=== DATA FOR THIS TASK ===

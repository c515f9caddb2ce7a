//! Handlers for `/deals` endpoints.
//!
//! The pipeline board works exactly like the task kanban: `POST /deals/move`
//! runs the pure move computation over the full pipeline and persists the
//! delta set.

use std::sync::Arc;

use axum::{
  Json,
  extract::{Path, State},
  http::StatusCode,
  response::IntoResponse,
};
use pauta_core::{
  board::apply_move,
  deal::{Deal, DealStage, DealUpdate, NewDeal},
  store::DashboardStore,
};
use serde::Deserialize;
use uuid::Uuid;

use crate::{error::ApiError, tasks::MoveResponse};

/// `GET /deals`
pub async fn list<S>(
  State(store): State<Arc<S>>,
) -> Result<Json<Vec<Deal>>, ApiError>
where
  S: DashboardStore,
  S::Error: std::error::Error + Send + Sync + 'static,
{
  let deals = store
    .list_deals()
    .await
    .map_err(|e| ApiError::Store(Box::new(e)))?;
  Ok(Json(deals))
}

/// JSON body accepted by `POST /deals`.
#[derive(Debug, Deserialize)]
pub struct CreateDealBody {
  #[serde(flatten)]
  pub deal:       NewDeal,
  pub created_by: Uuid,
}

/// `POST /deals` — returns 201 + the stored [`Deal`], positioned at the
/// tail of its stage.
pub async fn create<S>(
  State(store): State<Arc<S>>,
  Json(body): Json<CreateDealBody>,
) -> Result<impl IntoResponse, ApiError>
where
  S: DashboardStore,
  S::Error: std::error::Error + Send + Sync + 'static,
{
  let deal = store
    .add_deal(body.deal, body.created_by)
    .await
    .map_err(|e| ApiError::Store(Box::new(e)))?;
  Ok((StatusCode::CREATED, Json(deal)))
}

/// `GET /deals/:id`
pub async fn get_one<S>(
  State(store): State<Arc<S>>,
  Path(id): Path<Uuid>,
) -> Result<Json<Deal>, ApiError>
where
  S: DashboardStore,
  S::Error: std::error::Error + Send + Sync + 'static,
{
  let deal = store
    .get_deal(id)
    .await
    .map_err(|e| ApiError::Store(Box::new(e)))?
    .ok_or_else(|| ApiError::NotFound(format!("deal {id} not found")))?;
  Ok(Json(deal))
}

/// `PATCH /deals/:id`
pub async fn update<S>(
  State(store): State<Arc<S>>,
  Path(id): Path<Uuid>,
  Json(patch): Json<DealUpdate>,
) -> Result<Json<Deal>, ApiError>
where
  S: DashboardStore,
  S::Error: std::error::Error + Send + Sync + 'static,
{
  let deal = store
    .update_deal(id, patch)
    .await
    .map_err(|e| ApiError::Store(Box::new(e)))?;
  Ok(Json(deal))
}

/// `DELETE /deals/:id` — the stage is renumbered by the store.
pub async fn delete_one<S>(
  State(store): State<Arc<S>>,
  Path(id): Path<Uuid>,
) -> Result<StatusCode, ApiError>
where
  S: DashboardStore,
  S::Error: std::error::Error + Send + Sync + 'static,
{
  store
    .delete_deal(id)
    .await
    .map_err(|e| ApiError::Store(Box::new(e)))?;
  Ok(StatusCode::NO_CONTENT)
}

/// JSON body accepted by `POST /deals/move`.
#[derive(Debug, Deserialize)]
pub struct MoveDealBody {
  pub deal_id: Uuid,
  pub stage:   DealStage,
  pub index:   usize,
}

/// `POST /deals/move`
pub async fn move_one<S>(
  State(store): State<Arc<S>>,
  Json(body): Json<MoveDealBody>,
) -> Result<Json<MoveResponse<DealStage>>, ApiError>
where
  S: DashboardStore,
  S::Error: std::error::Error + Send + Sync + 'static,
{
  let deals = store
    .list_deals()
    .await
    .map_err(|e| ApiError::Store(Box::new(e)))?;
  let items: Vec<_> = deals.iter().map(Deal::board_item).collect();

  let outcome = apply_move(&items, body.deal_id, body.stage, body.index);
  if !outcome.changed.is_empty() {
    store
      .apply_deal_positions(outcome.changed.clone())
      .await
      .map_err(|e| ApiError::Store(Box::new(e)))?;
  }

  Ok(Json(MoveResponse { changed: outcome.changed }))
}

===
=== DATA FOR THIS TASK ===

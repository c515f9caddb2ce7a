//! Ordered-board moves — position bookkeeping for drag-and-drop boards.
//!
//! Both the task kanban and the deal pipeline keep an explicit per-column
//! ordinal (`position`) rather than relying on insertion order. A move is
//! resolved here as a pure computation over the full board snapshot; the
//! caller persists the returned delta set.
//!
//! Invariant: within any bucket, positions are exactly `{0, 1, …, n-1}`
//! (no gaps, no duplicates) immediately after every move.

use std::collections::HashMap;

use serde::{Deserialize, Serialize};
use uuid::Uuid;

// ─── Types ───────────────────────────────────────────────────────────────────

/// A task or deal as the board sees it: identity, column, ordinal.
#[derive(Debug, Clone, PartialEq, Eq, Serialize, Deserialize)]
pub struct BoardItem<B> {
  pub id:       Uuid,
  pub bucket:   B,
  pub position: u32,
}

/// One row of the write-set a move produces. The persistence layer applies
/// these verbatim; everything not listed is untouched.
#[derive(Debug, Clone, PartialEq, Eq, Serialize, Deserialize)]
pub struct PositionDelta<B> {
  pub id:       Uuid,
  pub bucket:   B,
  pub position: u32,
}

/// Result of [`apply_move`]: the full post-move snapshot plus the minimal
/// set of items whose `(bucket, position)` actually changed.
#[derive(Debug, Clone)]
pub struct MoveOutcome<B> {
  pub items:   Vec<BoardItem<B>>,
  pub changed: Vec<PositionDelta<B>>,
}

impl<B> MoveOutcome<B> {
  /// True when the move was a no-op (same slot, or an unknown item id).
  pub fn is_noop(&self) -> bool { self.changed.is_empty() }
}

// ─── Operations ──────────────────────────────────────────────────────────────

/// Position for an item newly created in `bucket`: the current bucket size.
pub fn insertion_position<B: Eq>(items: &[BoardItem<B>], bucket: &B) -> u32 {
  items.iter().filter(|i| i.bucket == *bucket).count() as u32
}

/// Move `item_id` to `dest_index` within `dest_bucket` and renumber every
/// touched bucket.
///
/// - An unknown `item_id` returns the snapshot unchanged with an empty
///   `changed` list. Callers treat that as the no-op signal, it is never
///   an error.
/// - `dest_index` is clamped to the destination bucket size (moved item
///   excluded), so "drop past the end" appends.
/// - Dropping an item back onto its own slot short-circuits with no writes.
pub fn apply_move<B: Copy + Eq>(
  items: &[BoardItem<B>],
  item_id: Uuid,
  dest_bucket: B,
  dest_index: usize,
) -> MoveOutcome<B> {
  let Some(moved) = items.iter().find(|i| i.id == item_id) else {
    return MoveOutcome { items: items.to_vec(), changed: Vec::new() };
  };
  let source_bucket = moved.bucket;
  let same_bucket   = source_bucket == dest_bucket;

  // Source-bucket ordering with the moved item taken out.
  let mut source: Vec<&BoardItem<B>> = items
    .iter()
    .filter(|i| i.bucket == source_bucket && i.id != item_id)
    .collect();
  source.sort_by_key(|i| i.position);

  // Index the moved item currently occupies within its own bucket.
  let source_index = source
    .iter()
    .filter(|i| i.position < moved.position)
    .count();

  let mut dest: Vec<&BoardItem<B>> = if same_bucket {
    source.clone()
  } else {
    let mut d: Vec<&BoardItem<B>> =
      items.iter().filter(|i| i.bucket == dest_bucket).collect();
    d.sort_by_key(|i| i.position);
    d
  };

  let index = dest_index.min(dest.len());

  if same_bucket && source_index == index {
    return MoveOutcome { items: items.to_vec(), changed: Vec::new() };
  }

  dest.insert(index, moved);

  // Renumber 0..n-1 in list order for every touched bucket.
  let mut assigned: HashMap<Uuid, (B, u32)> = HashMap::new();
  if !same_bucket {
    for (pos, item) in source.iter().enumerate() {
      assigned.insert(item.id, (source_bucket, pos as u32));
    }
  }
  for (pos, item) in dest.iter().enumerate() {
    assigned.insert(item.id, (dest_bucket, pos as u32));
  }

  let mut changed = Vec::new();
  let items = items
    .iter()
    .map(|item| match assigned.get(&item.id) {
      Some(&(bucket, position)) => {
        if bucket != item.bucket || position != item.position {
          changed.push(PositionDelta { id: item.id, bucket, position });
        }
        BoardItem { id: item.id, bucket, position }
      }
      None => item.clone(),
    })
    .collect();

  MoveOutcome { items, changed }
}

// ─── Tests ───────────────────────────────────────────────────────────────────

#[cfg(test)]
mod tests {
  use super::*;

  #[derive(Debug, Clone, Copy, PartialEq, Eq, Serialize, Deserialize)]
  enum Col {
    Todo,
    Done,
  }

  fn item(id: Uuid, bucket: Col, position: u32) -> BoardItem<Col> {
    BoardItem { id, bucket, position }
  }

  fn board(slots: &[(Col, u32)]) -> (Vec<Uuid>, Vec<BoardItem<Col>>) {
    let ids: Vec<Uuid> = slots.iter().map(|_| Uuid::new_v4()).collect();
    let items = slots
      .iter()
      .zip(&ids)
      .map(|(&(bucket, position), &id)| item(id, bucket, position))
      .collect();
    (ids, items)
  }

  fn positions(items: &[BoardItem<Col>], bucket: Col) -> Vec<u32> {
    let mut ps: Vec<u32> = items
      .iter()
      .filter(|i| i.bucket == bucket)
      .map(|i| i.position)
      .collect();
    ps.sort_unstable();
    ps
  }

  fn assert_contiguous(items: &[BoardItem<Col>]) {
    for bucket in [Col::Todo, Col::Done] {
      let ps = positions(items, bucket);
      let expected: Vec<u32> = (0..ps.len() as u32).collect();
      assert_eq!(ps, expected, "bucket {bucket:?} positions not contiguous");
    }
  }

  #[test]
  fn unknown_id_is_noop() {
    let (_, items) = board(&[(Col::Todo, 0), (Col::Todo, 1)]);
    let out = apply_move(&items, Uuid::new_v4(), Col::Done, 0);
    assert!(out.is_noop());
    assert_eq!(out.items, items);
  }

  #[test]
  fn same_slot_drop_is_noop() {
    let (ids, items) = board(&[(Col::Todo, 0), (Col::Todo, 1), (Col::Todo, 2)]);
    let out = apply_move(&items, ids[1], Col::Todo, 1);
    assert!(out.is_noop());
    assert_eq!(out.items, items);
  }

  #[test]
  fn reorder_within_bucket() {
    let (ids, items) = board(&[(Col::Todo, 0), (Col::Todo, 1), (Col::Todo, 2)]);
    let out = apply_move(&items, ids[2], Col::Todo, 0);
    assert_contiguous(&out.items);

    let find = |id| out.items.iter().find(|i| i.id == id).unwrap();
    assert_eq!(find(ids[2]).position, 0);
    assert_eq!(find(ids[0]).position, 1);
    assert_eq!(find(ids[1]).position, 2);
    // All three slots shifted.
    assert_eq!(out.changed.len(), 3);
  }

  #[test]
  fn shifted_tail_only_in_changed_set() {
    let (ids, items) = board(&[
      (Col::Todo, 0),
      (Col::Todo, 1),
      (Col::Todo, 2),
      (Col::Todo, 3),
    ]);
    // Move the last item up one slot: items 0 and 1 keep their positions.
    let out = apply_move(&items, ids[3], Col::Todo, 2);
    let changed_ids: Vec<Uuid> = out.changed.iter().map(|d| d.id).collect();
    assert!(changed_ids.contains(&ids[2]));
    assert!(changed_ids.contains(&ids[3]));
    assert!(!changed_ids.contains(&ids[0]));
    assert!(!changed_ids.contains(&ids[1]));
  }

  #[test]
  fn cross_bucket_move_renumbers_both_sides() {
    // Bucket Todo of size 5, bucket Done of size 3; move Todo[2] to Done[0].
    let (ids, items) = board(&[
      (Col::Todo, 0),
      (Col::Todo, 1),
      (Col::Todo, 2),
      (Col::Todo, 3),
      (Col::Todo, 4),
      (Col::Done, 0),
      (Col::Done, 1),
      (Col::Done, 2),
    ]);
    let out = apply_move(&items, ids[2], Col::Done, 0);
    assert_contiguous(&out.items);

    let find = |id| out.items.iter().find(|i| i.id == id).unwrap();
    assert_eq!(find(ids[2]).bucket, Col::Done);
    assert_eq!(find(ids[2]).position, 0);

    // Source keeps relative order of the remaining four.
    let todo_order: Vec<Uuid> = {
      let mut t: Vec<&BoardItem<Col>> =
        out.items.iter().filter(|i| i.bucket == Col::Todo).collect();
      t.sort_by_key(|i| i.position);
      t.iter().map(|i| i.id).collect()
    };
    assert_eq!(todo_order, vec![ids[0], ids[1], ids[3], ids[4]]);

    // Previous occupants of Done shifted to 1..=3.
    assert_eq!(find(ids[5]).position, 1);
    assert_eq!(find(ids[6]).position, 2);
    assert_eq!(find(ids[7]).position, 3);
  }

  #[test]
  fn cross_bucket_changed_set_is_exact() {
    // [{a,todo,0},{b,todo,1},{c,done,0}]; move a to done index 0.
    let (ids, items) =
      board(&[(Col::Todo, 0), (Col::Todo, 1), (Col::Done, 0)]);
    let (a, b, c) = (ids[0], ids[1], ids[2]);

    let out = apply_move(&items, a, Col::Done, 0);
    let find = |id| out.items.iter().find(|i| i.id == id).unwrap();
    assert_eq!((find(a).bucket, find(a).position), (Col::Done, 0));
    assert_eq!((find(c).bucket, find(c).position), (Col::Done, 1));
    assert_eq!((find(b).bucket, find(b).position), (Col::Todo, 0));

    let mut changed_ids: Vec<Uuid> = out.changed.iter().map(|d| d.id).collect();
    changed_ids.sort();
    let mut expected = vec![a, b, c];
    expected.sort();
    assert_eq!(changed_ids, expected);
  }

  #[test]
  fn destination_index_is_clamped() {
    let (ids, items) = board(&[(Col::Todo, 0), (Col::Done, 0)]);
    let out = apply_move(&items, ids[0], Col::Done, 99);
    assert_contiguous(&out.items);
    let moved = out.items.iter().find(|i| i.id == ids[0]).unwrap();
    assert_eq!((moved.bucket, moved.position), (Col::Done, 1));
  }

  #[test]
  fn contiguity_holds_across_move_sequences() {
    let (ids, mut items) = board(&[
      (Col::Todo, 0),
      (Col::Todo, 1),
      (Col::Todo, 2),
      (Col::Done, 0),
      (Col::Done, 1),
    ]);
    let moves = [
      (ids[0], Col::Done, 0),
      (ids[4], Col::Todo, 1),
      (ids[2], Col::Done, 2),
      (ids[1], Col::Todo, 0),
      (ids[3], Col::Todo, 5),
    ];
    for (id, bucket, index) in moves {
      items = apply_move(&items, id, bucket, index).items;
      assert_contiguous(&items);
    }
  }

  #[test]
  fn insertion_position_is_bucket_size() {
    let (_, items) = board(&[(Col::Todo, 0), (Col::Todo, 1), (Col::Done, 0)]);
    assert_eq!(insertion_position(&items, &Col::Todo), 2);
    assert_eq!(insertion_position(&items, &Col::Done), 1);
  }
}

===
=== DATA FOR THIS TASK ===

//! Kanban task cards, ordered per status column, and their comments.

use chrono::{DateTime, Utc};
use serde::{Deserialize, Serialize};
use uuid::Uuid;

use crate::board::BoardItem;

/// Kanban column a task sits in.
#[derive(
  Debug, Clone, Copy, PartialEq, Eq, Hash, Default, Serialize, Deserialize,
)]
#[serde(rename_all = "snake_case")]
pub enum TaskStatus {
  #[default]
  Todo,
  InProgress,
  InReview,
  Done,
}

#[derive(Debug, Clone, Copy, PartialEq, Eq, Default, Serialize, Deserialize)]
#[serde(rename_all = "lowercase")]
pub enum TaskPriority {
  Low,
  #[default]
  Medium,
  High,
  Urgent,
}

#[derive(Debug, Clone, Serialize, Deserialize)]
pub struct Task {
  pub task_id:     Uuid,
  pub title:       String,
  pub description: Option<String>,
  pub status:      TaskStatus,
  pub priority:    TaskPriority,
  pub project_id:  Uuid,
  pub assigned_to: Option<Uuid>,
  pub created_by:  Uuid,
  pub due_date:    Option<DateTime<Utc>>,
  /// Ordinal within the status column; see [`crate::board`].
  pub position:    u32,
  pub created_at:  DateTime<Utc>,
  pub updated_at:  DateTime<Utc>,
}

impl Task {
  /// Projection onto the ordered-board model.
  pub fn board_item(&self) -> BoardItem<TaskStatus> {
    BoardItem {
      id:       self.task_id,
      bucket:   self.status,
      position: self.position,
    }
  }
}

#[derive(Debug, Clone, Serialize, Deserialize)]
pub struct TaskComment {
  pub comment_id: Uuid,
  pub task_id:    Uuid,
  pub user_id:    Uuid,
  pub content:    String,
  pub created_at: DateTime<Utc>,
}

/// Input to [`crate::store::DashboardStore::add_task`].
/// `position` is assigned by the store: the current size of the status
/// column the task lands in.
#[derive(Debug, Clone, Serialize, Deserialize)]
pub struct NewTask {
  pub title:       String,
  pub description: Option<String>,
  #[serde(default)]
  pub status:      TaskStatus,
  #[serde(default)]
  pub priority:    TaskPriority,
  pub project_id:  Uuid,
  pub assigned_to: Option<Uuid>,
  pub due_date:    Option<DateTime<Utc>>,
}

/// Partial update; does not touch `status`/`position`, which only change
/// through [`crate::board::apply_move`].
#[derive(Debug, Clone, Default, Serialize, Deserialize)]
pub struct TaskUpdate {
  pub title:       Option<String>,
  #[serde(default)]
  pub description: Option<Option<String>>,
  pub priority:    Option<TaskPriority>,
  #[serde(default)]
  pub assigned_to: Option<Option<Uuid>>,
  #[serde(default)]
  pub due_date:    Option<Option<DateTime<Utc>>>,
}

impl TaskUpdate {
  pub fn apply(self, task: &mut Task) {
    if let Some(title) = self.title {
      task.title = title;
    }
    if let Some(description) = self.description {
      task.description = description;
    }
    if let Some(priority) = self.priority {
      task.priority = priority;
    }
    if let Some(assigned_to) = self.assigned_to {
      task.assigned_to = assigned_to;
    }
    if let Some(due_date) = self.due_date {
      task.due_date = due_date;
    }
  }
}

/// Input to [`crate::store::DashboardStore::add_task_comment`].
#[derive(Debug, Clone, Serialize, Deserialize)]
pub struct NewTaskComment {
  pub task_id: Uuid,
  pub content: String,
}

===

- _TASK TO CARRY OUT_
Go through the listing above and return each line that includes the word "DealUpdate".

- _ANSWER TO THIS TASK_
  deal::{Deal, DealStage, DealUpdate, NewDeal},
  Json(patch): Json<DealUpdate>,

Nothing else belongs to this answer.